The problem with your approach (even though you see none) is the unbalancing of our system of separation of powers and restricting ability of future generations to respond to crises as tehy see fit. By your logic, if Congress enacts some very broad access to habeas and then sees that the statute creates abuse and is obviously not working it is powerless to repeal that statute. That simply has never been and cannot be the law.
2.21.2007 2:17pm
SG:
Mark Field:

I am not assuming the conclusion. I am assuming that a class of combatants exist, but not that any particular individual is a member of that class.

It doesn't appear that you are denying that there exists combatants, either. As I read you, you're saying that because the combatants have willfully chosen to render themselves indistinguishable from innocent civilians, we should offer additional process to anyone captured in case they might be non-combatants.

How does this not incentivize combatants to become war criminals? After all, if they were uniformed when captured they would have no expectation of access to the Writ (I don't believe you're assserting that all POWs have such access. That's completely ahistorical.), yet somehow by remaining un-uniformed they gain access? How is it in anyone's best interests to provide benefits for being a war criminal?
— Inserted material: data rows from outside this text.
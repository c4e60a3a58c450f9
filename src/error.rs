use polars::prelude::PolarsError;
use thiserror::Error;

use crate::records::CanonicalField;

/// Every way a pipeline run can fail. A run either completes or returns one of these.
#[derive(Error, Debug)]
pub enum PipelineError {
    #[error("Error from the underlying Polars library: {0}")]
    Polars(#[from] PolarsError),
    #[error("IO error: {0}")]
    Io(#[from] std::io::Error),
    #[error("CSV error: {0}")]
    Csv(#[from] csv::Error),
    #[error("could not parse configuration: {0}")]
    ConfigParse(#[from] serde_json::Error),
    #[error("invalid configuration: {0}")]
    InvalidConfig(String),

    #[error("no source tables were supplied")]
    NoSources,
    #[error("source table '{0}' has no configured layout")]
    UnknownSource(String),
    #[error("the required column '{column}' was not found in '{table}'")]
    ColumnNotFound { table: String, column: String },
    #[error("identifier {id} appears more than once in table '{table}'")]
    DuplicateIdentifier { table: String, id: i64 },
    #[error("row {row} of table '{table}' has no identifier")]
    NullIdentifier { table: String, row: usize },
    #[error("canonical field '{field}' is mapped from both '{first}' and '{second}'")]
    FieldCollision {
        field: CanonicalField,
        first: String,
        second: String,
    },
    #[error("required field '{0}' is absent after merging all sources")]
    MissingField(CanonicalField),

    #[error("no valid records remain after preprocessing")]
    NoValidRecords,
    #[error("calibration needs at least {required} records but only {found} were supplied")]
    InsufficientRecords { found: usize, required: usize },
    #[error("column '{column}' has zero spread in stage '{stage}'")]
    DegenerateDistribution {
        stage: &'static str,
        column: &'static str,
    },
    #[error("null value in column '{column}' at row {row}")]
    NullValue { column: String, row: usize },
    #[error("value {value} in column '{column}' at row {row} is outside the domain of stage '{stage}'")]
    DomainViolation {
        stage: &'static str,
        column: String,
        row: usize,
        value: f64,
    },
    #[error("unexpected label '{label}' in column '{column}' at row {row}")]
    UnexpectedLabel {
        column: String,
        row: usize,
        label: String,
    },
    #[error("risk distribution cannot be summarised: {0}")]
    InvalidRiskDistribution(String),
}

pub type Result<T> = std::result::Result<T, PipelineError>;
How is this not a perverse incentive?

I also question your assumption that a true combatant wouldn't avail themselves of every iota of process we deem to give them. What would compel this sudden act of honor? If there's any possibility that they could use our granted process to free themselves, they should be expected to avail
themselves of it. Or even if there's no possibility of freedom, just the increase on the burden on our Armed Forces would demand that they exercise every avenue opened to them.
We expect the same from our soldiers.

Note that I'm not assuming that there won't be instances of injustice (people inappropriately detained, etc.) However, culpability for that injustice lies solely with the war criminals who made themselves indistiguishable from the civilian population. If they weren't fighting as war criminals, this problem wouldn't exist.

And as to your aside about treating Gitmo detainees as criminals: What US laws were broken by those fighting in Afghanistan? How does the US criminal justice system have jurisdiction to try them? How does treating them as criminals not run completely afoul of Article 84 of the Third Geneva Convention?
2.21.2007 2:39pm
Just an Observer:
FYI, I don't believe this news, reported late yesterday in SCOTUSblog, has been noted in this thread: Detainees to seek fast-track appeal


While I remain uncertain of the outcome, I hope I don't have to wait a year to find out.
2.21.2007 3:14pm
jrose:
Roark:
In his concurrence he agreed with the minority that Eisentrager should be the controlling precedent. [...] he would still have to explain how enemy combatants have a constitutional habeas right [...] and why that constitutuional right is controlling here and was not in Eisentrager
It would be very odd if Kennedy felt the statutory right at stake in Rasul should be judged based on Eisentrager, but the current constitutional claim should not. I suspect he, and the holdover majority from Rasul will conclude that "Guantanamo Bay is in every practical respect a United States territory" and thus will reverse that portion of the Circuit's opinion. However, I agree it is possible that he or others may hold that the hearing provided by the MCA is sufficient to deny habeas.
2.21.2007 3:30pm
Mark Field (mail):

I am not assuming the conclusion. I am assuming that a class of combatants exist, but not that any particular individual is a member of that class.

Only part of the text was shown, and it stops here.